Dataset entries
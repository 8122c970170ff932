//! Capability contract of an external JSON:API client.
//!
//! The backend speaks JSON:API, and the client library that actually puts
//! documents on the wire is an external dependency. This module declares
//! the shape of that dependency so the rest of the crate can depend on it
//! through a trait instead of a concrete transport.

pub mod factory;
pub mod request;
pub mod resource;

pub use request::ApiClientRequest;
pub use resource::JsonApiResource;

/// Operations every JSON:API client implementation exposes.
///
/// `define` registers a resource type so the client knows how to
/// (de)serialize instances of it; the `build_request_*` operations map a
/// resource/type context to a concrete [`ApiClientRequest`]. Nothing here
/// performs I/O.
pub trait JsonApiClient: Sized {
    /// Construct a client bound to the given backend base URL.
    /// The URL is taken verbatim; validation is the implementation's job.
    fn connect(endpoint: impl Into<String>) -> Self;

    /// The backend base URL this client targets.
    fn endpoint(&self) -> &str;

    /// Register a resource type with the client.
    fn define<R: JsonApiResource>(&mut self);

    /// Build a request creating `resource` in its collection.
    fn build_request_create<R: JsonApiResource>(&self, resource: &R) -> ApiClientRequest;

    /// Build a request deleting `resource` by its identifier.
    fn build_request_delete<R: JsonApiResource>(&self, resource: &R) -> ApiClientRequest;

    /// Build a request fetching the collection of resource type `R`.
    fn build_request_find<R: JsonApiResource>(&self) -> ApiClientRequest;
}
//! Shared constants and invariants

/// Environment variable supplying the backend base URL.
pub const BACKEND_URL_ENV: &str = "BACKEND_URL";

/// JSON:API media type, sent as Content-Type on every built request.
pub const JSONAPI_MEDIA_TYPE: &str = "application/vnd.api+json";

> Task description
Word for word, return each of the entries.

> Answer area
repository 8122c970170ff932
//! Capability contract of an external JSON:API client.
//!
//! The backend speaks JSON:API, and the client library that actually puts
//! documents on the wire is an external dependency. This module declares
//! the shape of that dependency so the rest of the crate can depend on it
//! through a trait instead of a concrete transport.

pub mod factory;
pub mod request;
pub mod resource;

pub use request::ApiClientRequest;
pub use resource::JsonApiResource;

/// Operations every JSON:API client implementation exposes.
///
/// `define` registers a resource type so the client knows how to
/// (de)serialize instances of it; the `build_request_*` operations map a
/// resource/type context to a concrete [`ApiClientRequest`]. Nothing here
/// performs I/O.
pub trait JsonApiClient: Sized {
    /// Construct a client bound to the given backend base URL.
    /// The URL is taken verbatim; validation is the implementation's job.
    fn connect(endpoint: impl Into<String>) -> Self;

    /// The backend base URL this client targets.
    fn endpoint(&self) -> &str;

    /// Register a resource type with the client.
    fn define<R: JsonApiResource>(&mut self);

    /// Build a request creating `resource` in its collection.
    fn build_request_create<R: JsonApiResource>(&self, resource: &R) -> ApiClientRequest;

    /// Build a request deleting `resource` by its identifier.
    fn build_request_delete<R: JsonApiResource>(&self, resource: &R) -> ApiClientRequest;

    /// Build a request fetching the collection of resource type `R`.
    fn build_request_find<R: JsonApiResource>(&self) -> ApiClientRequest;
}
//! Shared constants and invariants

/// Environment variable supplying the backend base URL.
pub const BACKEND_URL_ENV: &str = "BACKEND_URL";

/// JSON:API media type, sent as Content-Type on every built request.
pub const JSONAPI_MEDIA_TYPE: &str = "application/vnd.api+json";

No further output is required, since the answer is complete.